If you enjoyed my previous blog, “Hadoop Is the Elephant in the Room,” perhaps you’d be interested in what your organization might do with Hadoop. As I mentioned, the Hadoop World event this week showcased some of the biggest and most mature Hadoop implementations, such as those of eBay, Facebook, Twitter and Yahoo. Those of you who need 8,500 processors and 16 petabytes of storage like eBay likely already know about Hadoop. But is Hadoop relevant to organizations with less data that is still a lot?
For those not yet familiar with Hadoop, it is an open source software project with two key components: the Hadoop Distributed File System (HDFS) and a data processing and job scheduling technique called MapReduce. There are as many as nine other components depending on which distribution you use and other complementary tools or products from proprietary and open source software companies. In this post I’ll concentrate on why you might be interested in learning more about Hadoop and its components rather than explaining what each of the components does.
I see three common use cases for Hadoop:
1) To store and analyze large amounts of data without having to load the data into an RDBMS
2) To convert large amounts of unstructured or semistructured data (such as log files) into structured data so it can be loaded into an RDBMS
3) Or to perform complex analytics that are hard to express in SQL such as graph analysis and data mining.
Generally the factor that prompts organizations to consider Hadoop is data volume. Hadoop is designed to process large batches of data quickly. Several presenters at the conference said it enables them to do analyses that they couldn’t do previously. Often there is no real alternative to Hadoop to complete such analyses in a reasonable timeframe. The other initial attraction is cost savings derived from Hadoop being an open source technology, which holds down or eliminates software licensing and upgrade fees.
Hadoop World offered 45 breakout sessions. By far the largest market segment represented was Web-related businesses such as AOL, eBay, Facebook, Mozilla, Stumble Upon, Twitter, Yahoo and others. These organizations have to deal with large volumes of log files, search strings and social network data. Other market segments represented included media and advertising, financial services, healthcare and government intelligence.
In the media and advertising space, organizations are using Hadoop to perform best-ad-offer analysis and analyze performance of online videos to determine, for example, factors behind viewer abandonment. I was surprised that only a handful of the 900+ attendees identified themselves as being part of the financial services industry. Bank of America gave a presentation, but it didn’t go into a lot of detail on how it is using Hadoop. Chicago Mercantile Exchange speakers talked about how they analyze the daily streams of transaction data. As well I know of at least two firms (not part of the event) that are analyzing trade data with Hadoop back-testing trading algorithms. One chose Hadoop because it can express complex algorithms more easily than SQL. The other chose Hadoop to replace an RDBMS because of its cost advantages.
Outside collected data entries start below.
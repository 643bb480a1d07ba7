use serde::{Deserialize, Serialize};

/// Default number of results per explore kind.
pub const DEFAULT_EXPLORE_LIMIT: u32 = 20;
/// Upper bound on results per explore kind.
pub const MAX_EXPLORE_LIMIT: u32 = 50;

/// Which listings an explore request returns.
#[derive(Debug, Clone, Copy, Default, PartialEq, Eq, Serialize, Deserialize)]
#[cfg_attr(feature = "openapi", derive(utoipa::ToSchema))]
#[serde(rename_all = "lowercase")]
pub enum ExploreKind {
    Store,
    Product,
    #[default]
    All,
}

impl ExploreKind {
    #[must_use]
    pub fn includes_stores(self) -> bool {
        matches!(self, Self::Store | Self::All)
    }

    #[must_use]
    pub fn includes_products(self) -> bool {
        matches!(self, Self::Product | Self::All)
    }
}

/// Ordering of explore results.
#[derive(Debug, Clone, Copy, Default, PartialEq, Eq, Serialize, Deserialize)]
#[cfg_attr(feature = "openapi", derive(utoipa::ToSchema))]
#[serde(rename_all = "lowercase")]
pub enum ExploreSort {
    /// Newest first.
    #[default]
    New,
    /// Store name or product title, ascending.
    Name,
    /// Product price ascending. Stores fall back to newest first.
    Price,
}

/// Normalized discovery filter over published content.
#[derive(Debug, Clone, Default, PartialEq, Eq, Serialize, Deserialize)]
#[cfg_attr(feature = "openapi", derive(utoipa::ToSchema))]
pub struct ExploreQuery {
    /// Case-insensitive substring; `None` matches everything.
    pub q: Option<String>,
    /// Match listings linked to any of these tag slugs; empty matches everything.
    pub tags: Vec<String>,
    #[serde(rename = "type")]
    pub kind: ExploreKind,
    pub sort: ExploreSort,
    pub limit: u32,
    pub offset: u32,
}

impl ExploreQuery {
    /// Build a query from raw request parameters, trimming and clamping as needed.
    #[must_use]
    pub fn normalized(
        q: Option<&str>,
        tags: Option<&str>,
        kind: ExploreKind,
        sort: ExploreSort,
        limit: Option<u32>,
        offset: Option<u32>,
    ) -> Self {
        let q = q.map(str::trim).filter(|s| !s.is_empty()).map(str::to_owned);
        let tags = tags
            .unwrap_or_default()
            .split(',')
            .map(str::trim)
            .filter(|s| !s.is_empty())
            .map(str::to_owned)
            .collect();
        Self {
            q,
            tags,
            kind,
            sort,
            limit: limit
                .unwrap_or(DEFAULT_EXPLORE_LIMIT)
                .clamp(1, MAX_EXPLORE_LIMIT),
            offset: offset.unwrap_or(0),
        }
    }

    /// Whether `haystack` contains the search term, ignoring case.
    #[must_use]
    pub fn matches_text(&self, haystack: &str) -> bool {
        self.q
            .as_deref()
            .is_none_or(|q| haystack.to_lowercase().contains(&q.to_lowercase()))
    }
}

#[cfg(test)]
mod tests {
    use super::*;

    #[test]
    fn normalizes_tags_and_limits() {
        let query = ExploreQuery::normalized(
            Some("  shoes "),
            Some("sale, new,,"),
            ExploreKind::All,
            ExploreSort::Price,
            Some(500),
            None,
        );
        assert_eq!(query.q.as_deref(), Some("shoes"));
        assert_eq!(query.tags, ["sale", "new"]);
        assert_eq!(query.limit, MAX_EXPLORE_LIMIT);
        assert_eq!(query.offset, 0);
    }

    #[test]
    fn defaults() {
        let query =
            ExploreQuery::normalized(Some(""), None, ExploreKind::Store, ExploreSort::New, Some(0), None);
        assert!(query.q.is_none());
        assert!(query.tags.is_empty());
        assert_eq!(query.limit, 1);
        assert_eq!(
            ExploreQuery::normalized(None, None, ExploreKind::All, ExploreSort::New, None, None).limit,
            DEFAULT_EXPLORE_LIMIT
        );
    }

    #[test]
    fn text_match_is_case_insensitive() {
        let query =
            ExploreQuery::normalized(Some("CaFe"), None, ExploreKind::All, ExploreSort::New, None, None);
        assert!(query.matches_text("The Little cafe"));
        assert!(!query.matches_text("bakery"));
    }

    #[test]
    fn kind_flags() {
        assert!(ExploreKind::All.includes_stores() && ExploreKind::All.includes_products());
        assert!(!ExploreKind::Store.includes_products());
        assert!(!ExploreKind::Product.includes_stores());
    }
}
In the healthcare space, one presentation discussed analyzing the intersection of mountains of electronic health records, treatment protocols and clinical outcomes. I also know of pharmaceutical organizations using Hadoop in the drug discovery process. And while I also know of Hadoop being used in the intelligence community, if I told about it I’d have to kill you. However it is easy to imagine that the intelligence community would be interested in social network analysis, digital image analysis and other analyses involving large amounts of data and/or complex algorithms that would be difficult to express in SQL.
For more use cases and examples of the popularity of Hadoop, see http://wiki.apache.org/hadoop/PoweredBy where close to 200 organizations have voluntarily listed information about it.
Having discussed the virtues of the technology, I also want to point out some caveats about it. First, Hadoop is not a real-time processing environment but a batch processing environment with response times measured in minutes or hours depending on data volumes. I heard several times at the event that just to start up a Hadoop job takes around 30 seconds. Your mileage may vary, but the point is it doesn’t provide subsecond or even few-seconds response times.
As well, Hadoop is not a database environment in the traditional sense. However, it can be used to store large amounts of data such as source files or detailed data that generally is not accessed on a frequent basis. Shifting some of this type of data to Hadoop can help reduce licensing costs of a traditional RDBMS. Frequently accessed data (typically the results of a Hadoop job) would be stored in an RDBMS for any type of ad-hoc or frequent query and analysis.
Whether your motivation is to achieve scalability, cost savings or complex analytics, Hadoop is a technology worth considering. At this point there are plenty of examples of its use you can draw upon to understand how it could be relevant to your organization.